As a way to stay afloat and possibly return to profitability, Carnival (CCL) is issuing a further bond offering to institutional investors. News of this alongside speculation of a potential Covid-19 vaccine had a positive effect on the share price of the cruise liner
Carnival (CCL) Bond Sale
Carnival’s bonds were announced today at the value of $775m and €425m and set to mature in February 2026. The offering closes on July 20 and the proceeds will be used for the general running of the company. The dollar notes have a 10.5% annual interest rate and the euro notes have a 10.125% annual interest rate.
They will pay interest to bondholders on a semi-annual basis. Carnival (CCL) is securing the bonds against the company’s collateral and assets, although they are marked as a second-priority lien. This means that they have lower priority of repayment in case of bankruptcy or liquidation of assets.
The attractive interest rates of the notes are enticing to buyers but come at a high price for Carnival. Since the start of the global COVID-19 pandemic, this is the second such bond issue after the April rescue bond package of $4bn.
The global state of cruise industry
The COVID-19 pandemic is likely to continue affecting the state of cruise line operators for the foreseeable future. An expected second wave of infections following a slow summer has affected consumers’ ability and desire to travel. In its half-year report, Carnival (CCL) confirmed the negative impact of the health crisis on its financial results and liquidity.
This future uncertainty has already had a significant impact on Carnival’s financial state, further reducing its ability to secure financing. If it does not restore its normal operations soon, it could default on its compliance with a maintenance covenant in a debt facility due May 2021.

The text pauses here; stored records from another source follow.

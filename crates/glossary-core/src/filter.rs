//! Term list narrowing: category/difficulty/keyword filters and the
//! recommended-term selection.

use std::cmp::Ordering;

use crate::models::{compare_titles, Difficulty, Term};
use crate::rank::matches_query;

/// Conjunctive filter over a term list. `None` fields are not applied.
#[derive(Debug, Clone, Default)]
pub struct TermFilter {
    pub category_id: Option<String>,
    pub difficulty: Option<Difficulty>,
    /// Keyword for the candidate containment check. Blank means no keyword.
    pub query: Option<String>,
}

impl TermFilter {
    pub fn matches(&self, term: &Term) -> bool {
        if let Some(ref category_id) = self.category_id {
            if term.category_id.as_deref() != Some(category_id.as_str()) {
                return false;
            }
        }
        if let Some(difficulty) = self.difficulty {
            if term.difficulty != Some(difficulty) {
                return false;
            }
        }
        match self.query.as_deref().map(str::trim) {
            Some(q) if !q.is_empty() => matches_query(term, q),
            _ => true,
        }
    }

    /// Keep matching terms, preserving input order.
    pub fn apply(&self, terms: Vec<Term>) -> Vec<Term> {
        terms.into_iter().filter(|t| self.matches(t)).collect()
    }
}

/// Terms tagged with `category_id`, by `order` (absent last) then title.
pub fn terms_in_category(terms: &[Term], category_id: &str) -> Vec<Term> {
    let mut out: Vec<Term> = terms
        .iter()
        .filter(|t| t.category_id.as_deref() == Some(category_id))
        .cloned()
        .collect();
    out.sort_by(by_order_then_title);
    out
}

/// Recommended terms, by `order` (absent last) then title, at most `limit`.
pub fn recommended_terms(terms: &[Term], limit: usize) -> Vec<Term> {
    let mut out: Vec<Term> = terms.iter().filter(|t| t.is_recommended).cloned().collect();
    out.sort_by(by_order_then_title);
    out.truncate(limit);
    out
}

fn by_order_then_title(a: &Term, b: &Term) -> Ordering {
    let by_order = match (a.order, b.order) {
        (Some(x), Some(y)) => x.cmp(&y),
        (Some(_), None) => Ordering::Less,
        (None, Some(_)) => Ordering::Greater,
        (None, None) => Ordering::Equal,
    };
    by_order.then_with(|| compare_titles(&a.title, &b.title))
}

UK’s looming Brexit as well as global warming-caused weather and natural disasters are all further affecting the viability of the cruise line industry and could have an adverse effect on CCL share price. Additional challenges to growth and profitability include competition, exchange rate fluctuations, geopolitical tensions, rising interest rates, ship repair and maintenance costs, meeting increased hygiene standards and recruiting staff willing to travel for lengthy periods in adverse conditions.
What’s in stock for Carnival (CCL)?
With a price-to-earnings ratio of 3 and earnings per share of £3.45, Carnival’s Holland America Line is to sell four ships in 2020 and cancel cruises already booked. With dividends already suspended, reduced capital and operating expenditure repurchased stock, cut jobs and salaries and a new debt offering, the cruise liner has gone to great lengths to deploy severe cost-cutting measures.
Carnival expects it will stay afloat next year despite the unprecedented financial hardship and disruption it has to deal with.
The share price of Carnival (CCL) was boosted by the announced bond sale, drawing investor interest to this FTSE 250 stock as a bargain buy.